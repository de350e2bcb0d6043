use std::collections::HashMap;
use std::fmt;

use tabless_engine::input::PointerSample;

use crate::browser::Scope;

use super::ElementId;

/// `WheelEvent.deltaMode` values.
pub const DOM_DELTA_PIXEL: u32 = 0;
pub const DOM_DELTA_LINE: u32 = 1;

/// Where an event is dispatched.
#[derive(Debug, Copy, Clone, Eq, PartialEq, Hash)]
pub enum EventTarget {
    Window,
    Element(ElementId),
}

/// Fields shared by `PointerEvent` and `MouseEvent`.
#[derive(Debug, Clone, PartialEq)]
pub struct PointerEventData {
    pub client_x: f64,
    pub client_y: f64,
    pub offset_x: f64,
    pub offset_y: f64,
    pub movement_x: f64,
    pub movement_y: f64,
    pub button: i16,
    pub buttons: u16,
    pub pointer_id: i32,
    pub pointer_type: &'static str,
    pub is_primary: bool,
    pub shift_key: bool,
    pub ctrl_key: bool,
    pub alt_key: bool,
    pub meta_key: bool,
}

impl From<&PointerSample> for PointerEventData {
    fn from(s: &PointerSample) -> Self {
        // The GPU canvas covers the whole client area, so offsets equal client coords.
        Self {
            client_x: s.x as f64,
            client_y: s.y as f64,
            offset_x: s.x as f64,
            offset_y: s.y as f64,
            movement_x: s.movement_x as f64,
            movement_y: s.movement_y as f64,
            button: s.button,
            buttons: s.buttons,
            pointer_id: 1,
            pointer_type: "mouse",
            is_primary: true,
            shift_key: s.modifiers.shift,
            ctrl_key: s.modifiers.ctrl,
            alt_key: s.modifiers.alt,
            meta_key: s.modifiers.meta,
        }
    }
}

#[derive(Debug, Clone, PartialEq)]
pub struct WheelEventData {
    pub pointer: PointerEventData,
    pub delta_x: f64,
    pub delta_y: f64,
    pub delta_z: f64,
    pub delta_mode: u32,
}

#[derive(Debug, Clone, PartialEq)]
pub enum EventDetail {
    None,
    Pointer(PointerEventData),
    Wheel(WheelEventData),
    Resize {
        inner_width: f64,
        inner_height: f64,
        device_pixel_ratio: f64,
    },
}

/// A synthetic DOM event.
#[derive(Debug, Clone, PartialEq)]
pub struct Event {
    pub event_type: String,
    pub target: EventTarget,
    pub detail: EventDetail,
    /// Milliseconds since the browser context started.
    pub time_stamp: f64,
}

impl Event {
    pub fn new(event_type: impl Into<String>, target: EventTarget, detail: EventDetail) -> Self {
        Self {
            event_type: event_type.into(),
            target,
            detail,
            time_stamp: 0.0,
        }
    }

    pub fn at(mut self, time_stamp: f64) -> Self {
        self.time_stamp = time_stamp;
        self
    }

    /// Pointer fields of pointer, mouse and wheel events.
    pub fn pointer(&self) -> Option<&PointerEventData> {
        match &self.detail {
            EventDetail::Pointer(p) => Some(p),
            EventDetail::Wheel(w) => Some(&w.pointer),
            _ => None,
        }
    }

    pub fn wheel(&self) -> Option<&WheelEventData> {
        match &self.detail {
            EventDetail::Wheel(w) => Some(w),
            _ => None,
        }
    }
}

/// An event handler. Runs with the same scope as animation-frame callbacks;
/// an error is logged and later handlers still run.
pub type Listener<B> =
    Box<dyn for<'a> FnMut(&mut Scope<'a, B>, &Event) -> anyhow::Result<()>>;

/// Handlers of the window and every element, keyed by target and event type.
///
/// Handlers for one key run in registration order.
pub struct Listeners<L> {
    by_key: HashMap<(EventTarget, String), Vec<L>>,
}

impl<L> Default for Listeners<L> {
    fn default() -> Self {
        Self { by_key: HashMap::new() }
    }
}

impl<L> Listeners<L> {
    pub fn add(&mut self, target: EventTarget, event_type: impl Into<String>, listener: L) {
        self.by_key
            .entry((target, event_type.into()))
            .or_default()
            .push(listener);
    }

    pub fn count(&self, target: EventTarget, event_type: &str) -> usize {
        self.by_key
            .get(&(target, event_type.to_string()))
            .map_or(0, Vec::len)
    }

    /// Removes the handlers for one dispatch; hand them back with [`Self::restore`].
    pub(crate) fn take(&mut self, target: EventTarget, event_type: &str) -> Vec<L> {
        self.by_key
            .remove(&(target, event_type.to_string()))
            .unwrap_or_default()
    }

    /// Puts dispatched handlers back, ahead of any registered while they ran.
    pub(crate) fn restore(&mut self, target: EventTarget, event_type: &str, mut handlers: Vec<L>) {
        let key = (target, event_type.to_string());
        if let Some(added) = self.by_key.remove(&key) {
            handlers.extend(added);
        }
        if !handlers.is_empty() {
            self.by_key.insert(key, handlers);
        }
    }
}

impl<L> fmt::Debug for Listeners<L> {
    fn fmt(&self, f: &mut fmt::Formatter<'_>) -> fmt::Result {
        let mut map = f.debug_map();
        for ((target, ty), handlers) in &self.by_key {
            map.entry(&format_args!("{target:?} {ty}"), &handlers.len());
        }
        map.finish()
    }
}

#[cfg(test)]
mod tests {
    use super::*;
    use pretty_assertions::assert_eq;

    #[test]
    fn restore_keeps_registration_order() {
        let mut listeners = Listeners::default();
        for n in 0..3 {
            listeners.add(EventTarget::Window, "resize", n);
        }

        let taken = listeners.take(EventTarget::Window, "resize");
        assert_eq!(listeners.count(EventTarget::Window, "resize"), 0);
        listeners.add(EventTarget::Window, "resize", 3);
        listeners.restore(EventTarget::Window, "resize", taken);

        assert_eq!(listeners.take(EventTarget::Window, "resize"), vec![0, 1, 2, 3]);
    }

    #[test]
    fn keys_are_per_target_and_type() {
        let mut listeners = Listeners::default();
        let canvas = EventTarget::Element(ElementId(4));
        listeners.add(canvas, "pointermove", ());
        listeners.add(EventTarget::Window, "pointermove", ());
        listeners.add(canvas, "wheel", ());

        assert_eq!(listeners.count(canvas, "pointermove"), 1);
        assert_eq!(listeners.count(EventTarget::Element(ElementId(5)), "pointermove"), 0);
        assert!(listeners.take(canvas, "click").is_empty());
        listeners.restore(canvas, "click", Vec::new());
        assert_eq!(listeners.count(canvas, "click"), 0);
    }
}
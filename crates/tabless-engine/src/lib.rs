//! tabless engine crate.
//!
//! This crate owns the platform + GPU runtime pieces the browser host sits on:
//! the winit event loop, the wgpu surface backend, the native event model and
//! frame timing.

pub mod device;
pub mod window;
pub mod input;
pub mod time;
pub mod core;

pub mod logging;
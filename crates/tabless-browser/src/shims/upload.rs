use std::borrow::Cow;

use crate::canvas::RasterSurface;
use crate::decode::DecodedImage;
use crate::error::{HostError, Result};

/// Caller-supplied pixel buffer, tightly packed.
#[derive(Debug, Clone, Copy)]
pub struct RawImage<'a> {
    pub data: &'a [u8],
    pub width: u32,
    pub height: u32,
    /// 1 (luma), 3 (RGB) or 4 (RGBA).
    pub channels: u8,
}

/// Anything `copyExternalImageToTexture` accepts.
#[derive(Debug, Clone, Copy)]
pub enum ImageSource<'a> {
    Raw(RawImage<'a>),
    Decoded(&'a DecodedImage),
    Raster(&'a RasterSurface),
}

impl<'a> ImageSource<'a> {
    pub fn size(&self) -> (u32, u32) {
        match self {
            Self::Raw(raw) => (raw.width, raw.height),
            Self::Decoded(img) => (img.width, img.height),
            Self::Raster(surface) => (surface.width(), surface.height()),
        }
    }

    /// Tightly packed RGBA8 pixels, converting other channel layouts.
    pub fn to_rgba8(&self) -> Result<Cow<'a, [u8]>> {
        let (width, height) = self.size();
        let pixels = width as usize * height as usize;

        let checked = |data: &[u8], channels: usize| -> Result<()> {
            if data.len() < pixels * channels {
                return Err(HostError::UnsupportedImageSource(format!(
                    "{width}x{height}x{channels} source has only {} bytes",
                    data.len()
                )));
            }
            Ok(())
        };

        match *self {
            Self::Decoded(img) => {
                checked(&img.pixels, 4)?;
                Ok(Cow::Borrowed(&img.pixels[..pixels * 4]))
            }
            Self::Raster(surface) => Ok(Cow::Borrowed(surface.as_rgba())),
            Self::Raw(raw) => {
                let channels = raw.channels as usize;
                match channels {
                    4 => {
                        checked(raw.data, 4)?;
                        Ok(Cow::Borrowed(&raw.data[..pixels * 4]))
                    }
                    3 => {
                        checked(raw.data, 3)?;
                        let mut out = Vec::with_capacity(pixels * 4);
                        for rgb in raw.data[..pixels * 3].chunks_exact(3) {
                            out.extend_from_slice(&[rgb[0], rgb[1], rgb[2], 255]);
                        }
                        Ok(Cow::Owned(out))
                    }
                    1 => {
                        checked(raw.data, 1)?;
                        let mut out = Vec::with_capacity(pixels * 4);
                        for &l in &raw.data[..pixels] {
                            out.extend_from_slice(&[l, l, l, 255]);
                        }
                        Ok(Cow::Owned(out))
                    }
                    n => Err(HostError::UnsupportedImageSource(format!(
                        "{n}-channel raw buffer"
                    ))),
                }
            }
        }
    }
}

#[cfg(test)]
mod tests {
    use super::*;
    use pretty_assertions::assert_eq;

    fn raw(data: &[u8], w: u32, h: u32, channels: u8) -> ImageSource<'_> {
        ImageSource::Raw(RawImage { data, width: w, height: h, channels })
    }

    #[test]
    fn rgb_gets_opaque_alpha() {
        let src = raw(&[1, 2, 3, 4, 5, 6], 2, 1, 3);
        assert_eq!(&*src.to_rgba8().unwrap(), &[1, 2, 3, 255, 4, 5, 6, 255]);
    }

    #[test]
    fn luma_is_replicated() {
        let src = raw(&[7, 9], 1, 2, 1);
        assert_eq!(&*src.to_rgba8().unwrap(), &[7, 7, 7, 255, 9, 9, 9, 255]);
    }

    #[test]
    fn rgba_is_borrowed() {
        let data = [1, 2, 3, 4];
        let rgba = raw(&data, 1, 1, 4).to_rgba8().unwrap();
        assert!(matches!(rgba, Cow::Borrowed(_)));
    }

    #[test]
    fn bad_channel_count_and_short_buffer_fail() {
        assert!(matches!(
            raw(&[0; 8], 1, 1, 2).to_rgba8(),
            Err(HostError::UnsupportedImageSource(_))
        ));
        assert!(matches!(
            raw(&[0; 3], 2, 1, 4).to_rgba8(),
            Err(HostError::UnsupportedImageSource(_))
        ));
    }

    #[test]
    fn raster_surface_is_rgba() {
        let surface = RasterSurface::new(2, 2);
        let src = ImageSource::Raster(&surface);
        assert_eq!(src.size(), (2, 2));
        assert_eq!(src.to_rgba8().unwrap().len(), 16);
    }
}
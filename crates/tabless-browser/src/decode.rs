//! Compressed image bytes to RGBA8.

use image::ImageFormat;

use crate::error::{HostError, Result};

/// Formats recognized by signature.
#[derive(Debug, Copy, Clone, Eq, PartialEq)]
pub enum ImageKind {
    Png,
    Jpeg,
    Gif,
    WebP,
}

impl ImageKind {
    /// Identifies `bytes` by magic number.
    pub fn sniff(bytes: &[u8]) -> Option<Self> {
        if bytes.starts_with(b"\x89PNG\r\n\x1a\n") {
            Some(Self::Png)
        } else if bytes.starts_with(&[0xFF, 0xD8, 0xFF]) {
            Some(Self::Jpeg)
        } else if bytes.starts_with(b"GIF87a") || bytes.starts_with(b"GIF89a") {
            Some(Self::Gif)
        } else if bytes.len() >= 12 && &bytes[0..4] == b"RIFF" && &bytes[8..12] == b"WEBP" {
            Some(Self::WebP)
        } else {
            None
        }
    }

    fn format(self) -> ImageFormat {
        match self {
            Self::Png => ImageFormat::Png,
            Self::Jpeg => ImageFormat::Jpeg,
            Self::Gif => ImageFormat::Gif,
            Self::WebP => ImageFormat::WebP,
        }
    }
}

/// Decoded pixels, always RGBA8 with `4 * width * height` bytes.
#[derive(Debug, Clone, PartialEq, Eq)]
pub struct DecodedImage {
    pub width: u32,
    pub height: u32,
    pub pixels: Vec<u8>,
}

/// Decodes PNG, JPEG, GIF (first frame) or WebP.
pub fn decode(bytes: &[u8]) -> Result<DecodedImage> {
    let kind = ImageKind::sniff(bytes).ok_or(HostError::UnknownImageFormat)?;
    let rgba = image::load_from_memory_with_format(bytes, kind.format())?.to_rgba8();
    let (width, height) = rgba.dimensions();
    log::debug!("decoded {kind:?} {width}x{height}");
    Ok(DecodedImage {
        width,
        height,
        pixels: rgba.into_raw(),
    })
}
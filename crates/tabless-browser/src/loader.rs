//! Resource loading: `data:` URLs, local assets and cached remote fetches.

use std::cell::OnceCell;
use std::io::Write as _;
use std::path::{Path, PathBuf};
use std::time::Duration;

use base64::Engine as _;
use url::Url;

use crate::config::LoaderConfig;

const USER_AGENT: &str = concat!("tabless/", env!("CARGO_PKG_VERSION"));

/// Errors produced while fetching a resource.
#[derive(Debug, thiserror::Error)]
pub enum LoadError {
    #[error("invalid url {url:?}: {source}")]
    InvalidUrl {
        url: String,
        #[source]
        source: url::ParseError,
    },

    #[error("{0:?} is not a local asset and no base url is configured")]
    NoBaseUrl(String),

    #[error("{url} answered HTTP {status}")]
    Status { url: String, status: u16 },

    #[error("request for {url} failed: {source}")]
    Http {
        url: String,
        #[source]
        source: reqwest::Error,
    },

    #[error("{}: {source}", path.display())]
    Io {
        path: PathBuf,
        #[source]
        source: std::io::Error,
    },

    #[error("unsupported url {0:?}")]
    UnsupportedUrl(String),

    #[error("malformed data url: {0}")]
    DataUrl(String),
}

/// Byte source used by image loads.
///
/// Implemented by [`ResourceLoader`] and by any `Fn(&str) -> Result<Vec<u8>, LoadError>`.
pub trait Fetch {
    fn fetch(&self, url: &str) -> Result<Vec<u8>, LoadError>;
}

impl<F> Fetch for F
where
    F: Fn(&str) -> Result<Vec<u8>, LoadError>,
{
    fn fetch(&self, url: &str) -> Result<Vec<u8>, LoadError> {
        self(url)
    }
}

/// Where a request URL ends up after rewriting.
#[derive(Debug, Clone, PartialEq, Eq)]
pub enum Resolved {
    Data(String),
    Local(PathBuf),
    Remote(Url),
}

/// [`Fetch`] implementation backed by the asset directory, a disk cache and
/// a blocking HTTP client.
#[derive(Debug)]
pub struct ResourceLoader {
    config: LoaderConfig,
    client: OnceCell<reqwest::blocking::Client>,
}

impl ResourceLoader {
    pub fn new(config: LoaderConfig) -> Self {
        Self {
            config,
            client: OnceCell::new(),
        }
    }

    pub fn config(&self) -> &LoaderConfig {
        &self.config
    }

    /// Applies prefix rewrites, then classifies the URL.
    ///
    /// Relative references are looked up under the asset directory first and
    /// fall back to the base URL.
    pub fn resolve(&self, url: &str) -> Result<Resolved, LoadError> {
        let url = self.rewrite(url);

        if url.starts_with("data:") {
            return Ok(Resolved::Data(url));
        }

        if let Ok(parsed) = Url::parse(&url) {
            match parsed.scheme() {
                "http" | "https" => return Ok(Resolved::Remote(parsed)),
                "file" => {
                    let path = parsed
                        .to_file_path()
                        .map_err(|()| LoadError::UnsupportedUrl(url.clone()))?;
                    return Ok(Resolved::Local(path));
                }
                _ => {}
            }
        }

        let relative = url.trim_start_matches("./");
        let local = self.config.asset_dir.join(relative.trim_start_matches('/'));
        if local.is_file() {
            return Ok(Resolved::Local(local));
        }

        let base = self
            .config
            .base_url
            .as_ref()
            .ok_or_else(|| LoadError::NoBaseUrl(url.clone()))?;
        let remote = base.join(relative).map_err(|source| LoadError::InvalidUrl {
            url: url.clone(),
            source,
        })?;
        Ok(Resolved::Remote(remote))
    }

    /// `<cache_dir>/<host>/<path>` for a remote URL. `..` segments are
    /// dropped and a query string is folded into the file name.
    pub fn cache_path(&self, url: &Url) -> PathBuf {
        let mut path = self.config.cache_dir.join(url.host_str().unwrap_or("_"));
        if let Some(port) = url.port() {
            path.as_mut_os_string().push(format!("_{port}"));
        }

        let segments: Vec<&str> = url
            .path_segments()
            .map(|s| s.filter(|seg| !seg.is_empty() && *seg != "." && *seg != "..").collect())
            .unwrap_or_default();
        if segments.is_empty() || url.path().ends_with('/') {
            path.extend(&segments);
            path.push("index");
        } else {
            path.extend(&segments);
        }

        if let Some(query) = url.query() {
            let sanitized: String = query
                .chars()
                .map(|c| if c.is_ascii_alphanumeric() { c } else { '_' })
                .collect();
            path.as_mut_os_string().push(format!("_{sanitized}"));
        }
        path
    }

    fn rewrite(&self, url: &str) -> String {
        for (prefix, replacement) in &self.config.prefix_rewrites {
            if let Some(rest) = url.strip_prefix(prefix.as_str()) {
                log::debug!("rewriting {url} via prefix {prefix}");
                return format!("{replacement}{rest}");
            }
        }
        url.to_string()
    }

    fn client(&self) -> Result<&reqwest::blocking::Client, LoadError> {
        if let Some(client) = self.client.get() {
            return Ok(client);
        }
        let client = reqwest::blocking::Client::builder()
            .user_agent(USER_AGENT)
            .timeout(Duration::from_secs(30))
            .build()
            .map_err(|source| LoadError::Http {
                url: "<client setup>".into(),
                source,
            })?;
        Ok(self.client.get_or_init(|| client))
    }

    fn fetch_remote(&self, url: &Url) -> Result<Vec<u8>, LoadError> {
        let cached = self.cache_path(url);
        if !self.config.bypass_cache && cached.is_file() {
            log::debug!("cache hit for {url}");
            return read_file(&cached);
        }

        log::info!("fetching {url}");
        let http = |source: reqwest::Error| LoadError::Http {
            url: url.to_string(),
            source,
        };
        let response = self.client()?.get(url.clone()).send().map_err(http)?;
        if !response.status().is_success() {
            return Err(LoadError::Status {
                url: url.to_string(),
                status: response.status().as_u16(),
            });
        }
        let bytes = response.bytes().map_err(http)?.to_vec();

        if let Err(e) = write_cache(&cached, &bytes) {
            log::warn!("could not cache {url}: {e}");
        }
        Ok(bytes)
    }
}

impl Fetch for ResourceLoader {
    fn fetch(&self, url: &str) -> Result<Vec<u8>, LoadError> {
        match self.resolve(url)? {
            Resolved::Data(data) => decode_data_url(&data),
            Resolved::Local(path) => read_file(&path),
            Resolved::Remote(remote) => self.fetch_remote(&remote),
        }
    }
}

/// Decodes `data:[<mediatype>][;base64],<payload>`.
pub fn decode_data_url(url: &str) -> Result<Vec<u8>, LoadError> {
    let rest = url
        .strip_prefix("data:")
        .ok_or_else(|| LoadError::DataUrl("missing data: scheme".into()))?;
    let (meta, payload) = rest
        .split_once(',')
        .ok_or_else(|| LoadError::DataUrl("missing ','".into()))?;

    if meta.ends_with(";base64") {
        let compact: String = payload.chars().filter(|c| !c.is_ascii_whitespace()).collect();
        base64::engine::general_purpose::STANDARD
            .decode(compact)
            .map_err(|e| LoadError::DataUrl(e.to_string()))
    } else {
        Ok(payload.as_bytes().to_vec())
    }
}

fn read_file(path: &Path) -> Result<Vec<u8>, LoadError> {
    std::fs::read(path).map_err(|source| LoadError::Io {
        path: path.to_path_buf(),
        source,
    })
}

/// Writes next to `path` and renames into place, so an interrupted write
/// never leaves a truncated cache hit behind.
fn write_cache(path: &Path, bytes: &[u8]) -> std::io::Result<()> {
    let dir = path.parent().unwrap_or(Path::new("."));
    std::fs::create_dir_all(dir)?;
    let mut tmp = tempfile::NamedTempFile::new_in(dir)?;
    tmp.write_all(bytes)?;
    tmp.persist(path).map_err(|e| e.error)?;
    Ok(())
}
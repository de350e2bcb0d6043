//! Canvas elements and their rendering contexts.

mod gpu_context;
mod raster;

pub use gpu_context::{CanvasConfiguration, GpuCanvasContext};
pub use raster::{ImageData, RasterSurface};

pub const DEFAULT_CANVAS_WIDTH: u32 = 300;
pub const DEFAULT_CANVAS_HEIGHT: u32 = 150;

/// Largest width or height a canvas takes; larger values are clamped. Matches
/// the default device limit for 2D textures, so the overlay always fits.
pub const MAX_CANVAS_DIMENSION: u32 = 8192;

/// State of a `<canvas>` element.
///
/// The GPU presentation context itself lives in the browser context; there is
/// at most one.
#[derive(Debug)]
pub struct CanvasElement {
    width: u32,
    height: u32,
    raster: Option<RasterSurface>,
}

impl Default for CanvasElement {
    fn default() -> Self {
        Self {
            width: DEFAULT_CANVAS_WIDTH,
            height: DEFAULT_CANVAS_HEIGHT,
            raster: None,
        }
    }
}

impl CanvasElement {
    pub fn width(&self) -> u32 {
        self.width
    }

    pub fn height(&self) -> u32 {
        self.height
    }

    pub fn size(&self) -> (u32, u32) {
        (self.width, self.height)
    }

    /// Sets `width`/`height`, clamped to [`MAX_CANVAS_DIMENSION`]. Any change
    /// recreates the 2D buffer cleared.
    pub fn set_size(&mut self, width: u32, height: u32) {
        if width > MAX_CANVAS_DIMENSION || height > MAX_CANVAS_DIMENSION {
            log::warn!("canvas size {width}x{height} clamped to {MAX_CANVAS_DIMENSION}");
        }
        let width = width.min(MAX_CANVAS_DIMENSION);
        let height = height.min(MAX_CANVAS_DIMENSION);
        if (width, height) == (self.width, self.height) {
            return;
        }
        self.width = width;
        self.height = height;
        if let Some(raster) = &mut self.raster {
            raster.resize(width, height);
        }
    }

    pub fn raster(&self) -> Option<&RasterSurface> {
        self.raster.as_ref()
    }

    pub fn raster_mut(&mut self) -> Option<&mut RasterSurface> {
        self.raster.as_mut()
    }

    /// Returns the 2D surface, creating it at the current size.
    pub(crate) fn raster_or_create(&mut self) -> &mut RasterSurface {
        let (w, h) = (self.width, self.height);
        self.raster.get_or_insert_with(|| RasterSurface::new(w, h))
    }
}
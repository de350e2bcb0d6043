//! Core engine-facing contracts.
//!
//! This module defines the stable interface between the runtime (platform loop)
//! and the host layer that consumes native events.

mod app;

pub use app::{Host, HostControl};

______________________________

> **TASK GOAL**:
Once every line of the listing that contains "NoBaseUrl" has been counted, give the total and nothing else.

> **EXERCISE RESPONSE**:
2